And the key to employee engagement is …

Just what do employees really want, anyway?
New research from the staffing firm Office Team tells us: recognition. And they want it badly enough to cause nearly half of survey respondents to say they’d at least consider jumping to a new job if they don’t get it.
Forty-nine percent of the 431 office workers surveyed said they would be somewhat or very likely to leave their current position if they didn’t feel appreciated by their manager.
And what form do they want that recognition to take? Cash.
Thirty-eight percent said they’d prefer to be recognized with a monetary bonus; another 21% said they’d be OK with “growth opportunities” at work.
Other responses:

  • Praise — 19%
  • No need for recognition — 20%
  • Don’t know (we’re betting these aren’t the stars of their workplace) — 2%.

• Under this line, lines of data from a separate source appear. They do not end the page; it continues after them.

//! Streaming path extractor.
//!
//! An extractor holds up to 64 compiled paths and evaluates all of them in
//! a single pass over a reader. Partial matches are tracked per depth in a
//! 64-bit active-path map: bit `i` set means path `i` still matches the
//! prefix consumed so far. A container is only entered while at least one
//! bit survives, so unmatched subtrees are skipped without parsing their
//! contents.

use tracing::{debug, trace};

use crate::consts::{
    DEFAULT_MAX_NUM_PATHS, DEFAULT_MAX_PATH_LENGTH, MAX_NUM_PATHS_LIMIT, MAX_PATH_LENGTH_LIMIT,
    WILDCARD_ANNOTATION,
};
use crate::error::{IonError, IonResult};
use crate::path::{PathComponent, StoredComponent};
use crate::reader::{ElementReader, IonReader, ReaderOptions};
use crate::types::IonType;
use crate::value::IonString;

pub use crate::path::PathHandle;

mod matcher;

/// Every registered path is active.
const ALL_PATHS_ACTIVE: u64 = u64::MAX;

/// Configuration supplied when opening an extractor.
#[derive(Debug, Clone, Copy, PartialEq, Eq)]
#[cfg_attr(feature = "serde", derive(serde::Serialize, serde::Deserialize))]
pub struct ExtractorOptions {
    /// Longest registerable path, in components. At most
    /// [`MAX_PATH_LENGTH_LIMIT`].
    pub max_path_length: usize,
    /// Most paths registerable to this extractor. At most
    /// [`MAX_NUM_PATHS_LIMIT`], so the active set fits one word.
    pub max_num_paths: usize,
    /// Accept a reader parked at any depth and match paths relative to
    /// it, instead of requiring depth zero.
    pub match_relative_paths: bool,
}

impl Default for ExtractorOptions {
    fn default() -> Self {
        Self {
            max_path_length: DEFAULT_MAX_PATH_LENGTH,
            max_num_paths: DEFAULT_MAX_NUM_PATHS,
            match_relative_paths: false,
        }
    }
}

/// Instruction a callback hands back to the extractor.
#[derive(Debug, Clone, Copy, PartialEq, Eq)]
#[cfg_attr(feature = "serde", derive(serde::Serialize, serde::Deserialize))]
pub enum Control {
    /// Continue processing normally.
    Next,
    /// Unwind this many levels before resuming. `StepOut(0)` is
    /// equivalent to [`Control::Next`].
    StepOut(usize),
}

impl Control {
    /// Continue processing normally.
    pub const fn next() -> Self {
        Self::Next
    }

    /// Resume processing `n` levels above the matched value.
    pub const fn step_out(n: usize) -> Self {
        Self::StepOut(n)
    }

    pub(crate) const fn requested_step_out(&self) -> usize {
        match self {
            Self::Next => 0,
            Self::StepOut(n) => *n,
        }
    }
}

/// Callback invoked on a match. It receives the reader positioned on the
/// matched value and must leave the reader at the depth it received it at.
pub type MatchCallback<'a> = Box<dyn FnMut(&mut dyn IonReader, PathHandle) -> IonResult<Control> + 'a>;

pub(crate) struct Matcher<'a> {
    pub handle: PathHandle,
    pub callback: MatchCallback<'a>,
}

/// A set of compiled paths and the engine that matches them.
pub struct Extractor<'a> {
    options: ExtractorOptions,
    /// Components of all paths, depth-major: the component of path `pid`
    /// at depth `d` lives at `d * max_num_paths + pid`. This mirrors the
    /// access order of matching, which scans one depth across all paths.
    components: Vec<Option<StoredComponent>>,
    matchers: Vec<Matcher<'a>>,
    path_in_progress: bool,
    cur_path_len: usize,
    pending_callback: Option<MatchCallback<'a>>,
}

impl<'a> Extractor<'a> {
    /// Open an extractor. Fails with [`IonError::InvalidArg`] when either
    /// limit is zero or above its hard cap.
    pub fn open(options: ExtractorOptions) -> IonResult<Self> {
        if options.max_num_paths < 1 || options.max_num_paths > MAX_NUM_PATHS_LIMIT {
            return Err(IonError::InvalidArg("max_num_paths must be in [1, 64]"));
        }
        if options.max_path_length < 1 || options.max_path_length > MAX_PATH_LENGTH_LIMIT {
            return Err(IonError::InvalidArg("max_path_length must be in [1, 255]"));
        }
        Ok(Self {
            options,
            components: vec![None; options.max_path_length * options.max_num_paths],
            matchers: Vec::new(),
            path_in_progress: false,
            cur_path_len: 0,
            pending_callback: None,
        })
    }

    /// The configuration this extractor was opened with.
    pub const fn options(&self) -> &ExtractorOptions {
        &self.options
    }

    /// Number of registered paths.
    pub fn num_paths(&self) -> usize {
        self.matchers.len()
    }

    fn component_slot(&mut self, depth: usize, path_id: usize) -> &mut Option<StoredComponent> {
        &mut self.components[depth * self.options.max_num_paths + path_id]
    }

    pub(crate) fn component(&self, depth: usize, path_id: usize) -> Option<&StoredComponent> {
        // Depths past the table exist when a terminal match was a
        // container; nothing can match down there.
        if depth >= self.options.max_path_length {
            return None;
        }
        self.components[depth * self.options.max_num_paths + path_id].as_ref()
    }

    /* builder registration */

    /// Start a new path with the callback to fire when it matches. No
    /// other path may be started before this one is finished.
    pub fn register_path_start(
        &mut self,
        callback: impl FnMut(&mut dyn IonReader, PathHandle) -> IonResult<Control> + 'a,
    ) -> IonResult<()> {
        if self.path_in_progress || self.cur_path_len != 0 {
            return Err(IonError::InvalidState(
                "cannot start a new path before finishing the previous one",
            ));
        }
        if self.matchers.len() >= self.options.max_num_paths {
            return Err(IonError::NoMemory("too many registered paths"));
        }
        self.path_in_progress = true;
        self.pending_callback = Some(Box::new(callback));
        Ok(())
    }

    fn append(&mut self, component: PathComponent) -> IonResult<()> {
        if !self.path_in_progress {
            return Err(IonError::InvalidState("no path is in progress"));
        }
        if self.cur_path_len >= self.options.max_path_length {
            return Err(IonError::InvalidArg("path is too long"));
        }
        let depth = self.cur_path_len;
        let path_id = self.matchers.len();
        *self.component_slot(depth, path_id) = Some(StoredComponent {
            component,
            is_terminal: false,
        });
        self.cur_path_len += 1;
        Ok(())
    }

    /// Append a field-name component. The text is copied; the caller need
    /// not retain it.
    pub fn register_path_append_field(&mut self, name: &str) -> IonResult<()> {
        self.append(PathComponent::Field(IonString::from(name)))
    }

    /// Append an ordinal (collection index) component.
    pub fn register_path_append_ordinal(&mut self, ordinal: i64) -> IonResult<()> {
        self.append(PathComponent::Ordinal(ordinal))
    }

    /// Append a wildcard component.
    pub fn register_path_append_wildcard(&mut self) -> IonResult<()> {
        self.append(PathComponent::Wildcard)
    }

    /// Finish the path under construction and hand back its stable
    /// handle.
    pub fn register_path_finish(&mut self) -> IonResult<PathHandle> {
        if !self.path_in_progress {
            return Err(IonError::InvalidState("no path is in progress"));
        }
        if self.cur_path_len == 0 {
            return Err(IonError::InvalidState("path has no components"));
        }
        let path_id = self.matchers.len();
        let path_length = self.cur_path_len;
        self.component_slot(path_length - 1, path_id)
            .as_mut()
            .expect("last appended component exists")
            .is_terminal = true;
        let handle = PathHandle {
            path_id: path_id as u8,
            path_length: path_length as u8,
        };
        self.matchers.push(Matcher {
            handle,
            callback: self.pending_callback.take().expect("callback set at start"),
        });
        self.path_in_progress = false;
        self.cur_path_len = 0;
        debug!(path_id = handle.path_id, path_length = handle.path_length, "registered path");
        Ok(handle)
    }

    /* registration from Ion data */

    /// Register a path from text Ion. The data must hold exactly one
    /// top-level list or sexp. Integer elements become ordinals and text
    /// elements become fields, except that a text element carrying
    /// `$ion_wildcard` as its first annotation becomes a wildcard; that
    /// escape leaves a path able to match a field literally named `*`.
    pub fn register_path_from_ion(
        &mut self,
        callback: impl FnMut(&mut dyn IonReader, PathHandle) -> IonResult<Control> + 'a,
        ion: &str,
    ) -> IonResult<PathHandle> {
        let options = ReaderOptions {
            max_container_depth: self.options.max_path_length.max(DEFAULT_MAX_PATH_LENGTH),
            ..ReaderOptions::default()
        };
        let mut reader = ElementReader::for_text(ion, options)?;
        let mut components = Vec::new();

        match reader.next()? {
            Some(IonType::List) | Some(IonType::Sexp) => {}
            _ => return Err(IonError::InvalidArg("improper path format")),
        }
        reader.step_in()?;
        while let Some(ion_type) = reader.next()? {
            match ion_type {
                IonType::Int => components.push(PathComponent::Ordinal(reader.read_i64()?)),
                IonType::Symbol | IonType::String => {
                    let is_wildcard = reader
                        .annotations()
                        .first()
                        .map(|a| *a == *WILDCARD_ANNOTATION)
                        .unwrap_or(false);
                    if is_wildcard {
                        components.push(PathComponent::Wildcard);
                    } else {
                        components.push(PathComponent::Field(reader.read_string()?));
                    }
                }
                _ => return Err(IonError::InvalidArg("improper path format")),
            }
        }
        reader.step_out()?;

        self.register_path_start(callback)?;
        let registered = components
            .into_iter()
            .try_for_each(|component| self.append(component))
            .and_then(|()| self.register_path_finish());
        if registered.is_err() {
            // Abandon the partial path so the extractor stays usable.
            self.path_in_progress = false;
            self.cur_path_len = 0;
            self.pending_callback = None;
        }
        registered
    }

    /// Drive `reader` to exhaustion, matching every registered path and
    /// invoking callbacks as terminal components match. Unless the
    /// extractor was opened with `match_relative_paths`, the reader must
    /// be at depth zero.
    pub fn match_reader(&mut self, reader: &mut dyn IonReader) -> IonResult<()> {
        if self.path_in_progress {
            return Err(IonError::InvalidState("cannot match with a path in progress"));
        }
        if reader.depth() != 0 && !self.options.match_relative_paths {
            return Err(IonError::InvalidState("reader must be at depth 0 to start matching"));
        }
        if self.matchers.is_empty() {
            return Ok(());
        }
        trace!(num_paths = self.matchers.len(), depth = reader.depth(), "match starting");
        self.match_helper(reader, 0, ALL_PATHS_ACTIVE).map(|_| ())
    }
}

It’s not rare that employers screw up the recognition process, Office Team said. Among the common mistakes:
Messing up the key details: Getting a person’s name wrong is the most egregious error, or course, followed by incorrectly describing what the individual did to deserve the recognition.
Failing to make the reward fit the accomplishment: Giving someone a stapler for his or her five-year anniversary probably isn’t going to go over well.
Being too vague: Just telling people they “did a good job” kinda falls flat in most situations. Better idea: Congratulate the person for a specific action or behavior and explain why it benefitted the organization overall.
Overlooking contributors: There may be one individual that stands at the forefront of a successful effort, but it’s important to single out the team members that helped in a less-visible role.